An exhibition of new work by Elad Lassry has just closed at Luhring Augustine Gallery in New York. The show featured photographs, unique works, and a 35 mm film.
The works, made from original or recreated photographs, found
materials and collaged elements, employ mundane subjects and familiar
compositions that are at first reminiscent of stock or studio
photography. However, once the moment of imposed recognition has passed,
we realize that we don’t know the photographs’ original context, or if
they ever had one. This ambiguity, when paired with the seemingly benign
imagery, results in a tension – these straightforward pictures end up
feeling incredibly abstract. That initial familiarity is gone, and
what’s left is a static world of motherless images.
The photographic process reveals itself through an exaggerated perfectionism – the colors are too rich, the poses too staged, and the subjects too impassive. We are not looking at stripped down, uncomplicated photos, but rather a series of decisions made by Lassry – including recreation, appropriation, and manipulation – that collapse the division between realism and abstraction. Making use of the human instinct to reference and associate, transformative moments are created in which the viewer goes from a position of confidence and understanding to one of uncertainty and disorientation.
Lassry’s small scale photographs sit in colored frames, the color of each frame referring to a dominant hue in the picture it encloses. This not only highlights the objectness of the photographs, but also creates a literal boundary that insulates each subject and image. The individual works are fixed and autonomous but when grouped together produce a broad illusion of abstract cohesiveness. Lassry’s background as a filmmaker can be seen in the pronounced moods and tones that seem to account for this phenomenon.

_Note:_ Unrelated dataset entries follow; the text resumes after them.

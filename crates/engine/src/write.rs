//! Write path: `put()` and `delete()`.
//!
//! Both operations hold the exclusive half of the engine lock across the
//! segment append and the key directory update, so readers either see a
//! write completely or not at all. A delete is an append like any other; the
//! record's value is the tombstone sentinel and the next merge drops the key.

use std::io;

use datastore::TOMBSTONE;
use segment::format::KeyDirEntry;

use crate::{Engine, Error, Result, State};

impl Engine {
    /// Stores `value` under `key`.
    pub fn put(&self, key: &[u8], value: &[u8]) -> Result<()> {
        self.require_write("Put")?;

        let mut state = self.state.write();
        append_record(&mut state, key, value)
    }

    /// Deletes `key` by appending a tombstone.
    ///
    /// Returns [`Error::KeyNotFound`] when the key is absent (or already
    /// deleted); the check and the tombstone append happen under one
    /// exclusive-guard acquisition.
    pub fn delete(&self, key: &[u8]) -> Result<()> {
        self.require_write("Delete")?;

        let mut state = self.state.write();
        self.lookup(&state, key)?;
        append_record(&mut state, key, TOMBSTONE)
    }
}

fn append_record(state: &mut State, key: &[u8], value: &[u8]) -> Result<()> {
    // The record header stores the key length as u16 and the value length as
    // u32; anything larger would encode a record that cannot decode.
    if key.len() > u16::MAX as usize {
        return Err(Error::Io(io::Error::new(
            io::ErrorKind::InvalidInput,
            "key too large (exceeds u16::MAX bytes)",
        )));
    }
    if value.len() > u32::MAX as usize {
        return Err(Error::Io(io::Error::new(
            io::ErrorKind::InvalidInput,
            "value too large (exceeds u32::MAX bytes)",
        )));
    }

    let timestamp = state.next_timestamp();

    let active = match state.active.as_mut() {
        Some(active) => active,
        // Unreachable behind require_write; kept as a hard failure rather
        // than a panic.
        None => return Err(Error::RequiresWrite { op: "Put" }),
    };

    let (file_id, value_pos) = active.write_data(key, value, timestamp)?;

    state.keydir.insert(
        key.to_vec(),
        KeyDirEntry {
            file_id,
            value_pos,
            value_size: value.len() as u32,
            timestamp,
        },
    );

    Ok(())
}
//! Merge: rewrite the live state into fresh segments and reclaim space.
//!
//! Every key directory entry outside the active segment is re-read and
//! re-appended to a merge writer, which emits a hint record next to each data
//! record so the next open can rebuild the index without scanning. Keys that
//! resolve to a tombstone are simply not carried over. Entries already in
//! the active segment are copied unchanged; the active segment is never
//! touched.
//!
//! The superseded files (data and hint alike) are listed before the merge
//! writer creates anything, and physically deleted only after the exclusive
//! guard is released; by then no live index entry references them. A crash
//! mid-merge leaves a partial merge segment behind, but the old index was
//! never swapped, and the next open just treats the orphan as one more
//! data+hint pair of valid records.

use std::fs;

use datastore::StoreError;
use keydir::{KeyDir, SNAPSHOT_FILE};
use segment::format::KeyDirEntry;
use segment::writer::{SegmentKind, SegmentWriter};

use crate::{Engine, Result};

impl Engine {
    /// Compacts the datastore.
    ///
    /// Produces merged segment(s) plus paired hint files covering every live
    /// key outside the active segment, swaps the key directory, and deletes
    /// the superseded files.
    pub fn merge(&self) -> Result<()> {
        self.require_write("Merge")?;

        let mut state = self.state.write();

        let active_id = state.active.as_ref().and_then(|a| a.file_id());
        let stale = self.list_stale_files(active_id)?;

        let mut merge_writer = SegmentWriter::new(
            self.datastore.path(),
            SegmentKind::Merge,
            self.options.sync_on_put,
        );

        let mut rebuilt = KeyDir::new();
        let mut carried = 0usize;
        let mut dropped = 0usize;

        // Rewrites continue the engine's monotonic clock so that no later
        // append can ever tie a merged record's timestamp.
        let mut merge_clock = state.last_timestamp;

        for (key, entry) in state.keydir.iter() {
            if active_id == Some(entry.file_id) {
                rebuilt.insert(key.clone(), *entry);
                continue;
            }

            let value = match self.datastore.read_value(
                entry.file_id,
                key,
                entry.value_pos,
                entry.value_size,
            ) {
                Ok(value) => value,
                Err(StoreError::KeyNotExist { .. }) => {
                    // Tombstoned: the key dies here.
                    dropped += 1;
                    continue;
                }
                Err(e) => return Err(e.into()),
            };

            let now = segment::now_micros();
            let timestamp = if now > merge_clock { now } else { merge_clock + 1 };
            merge_clock = timestamp;

            let (file_id, value_pos) = merge_writer.write_data(key, &value, timestamp)?;
            let new_entry = KeyDirEntry {
                file_id,
                value_pos,
                value_size: value.len() as u32,
                timestamp,
            };
            merge_writer.write_hint(key, &new_entry)?;
            rebuilt.insert(key.clone(), new_entry);
            carried += 1;
        }

        merge_writer.sync()?;
        merge_writer.close();

        state.keydir = rebuilt;
        state.last_timestamp = merge_clock;
        drop(state);

        // No live index entry references these anymore.
        for name in &stale {
            fs::remove_file(self.datastore.path().join(name))?;
        }

        tracing::debug!(carried, dropped, deleted = stale.len(), "merge finished");

        Ok(())
    }

    /// Every non-hidden file except the active segment and the key directory
    /// snapshot. Called before the merge writer creates its output, so merge
    /// files are never in the list.
    fn list_stale_files(&self, active_id: Option<u64>) -> Result<Vec<String>> {
        let active_name = active_id.map(|id| format!("{id}.data"));

        let mut stale = Vec::new();
        for dirent in fs::read_dir(self.datastore.path())? {
            let name = dirent?.file_name().to_string_lossy().into_owned();
            if name.starts_with('.') || name == SNAPSHOT_FILE {
                continue;
            }
            if Some(&name) == active_name.as_ref() {
                continue;
            }
            stale.push(name);
        }

        Ok(stale)
    }
}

The untitled 35 mm film in this exhibition acted as an extension of the photographs in the adjoining room. The camera alternates between an image of a woman and a California King snake gliding and writhing in her hands. The work functions as two separate, moving portraits, emphasizing Lassry’s awareness of film’s debt to photography. Lassry’s films simultaneously reference and abandon his photographs, resulting in a dialogue about the possibilities of representation.Lassry’s smart pictures set new standards for photography and its visceral potential while his films bolster this charge and take it in a different albeit parallel direction. Managing to strike a balance between visual power and conceptual ingenuity, the images exist in a realm where the strangeness of our world is revealed through our familiarity with it.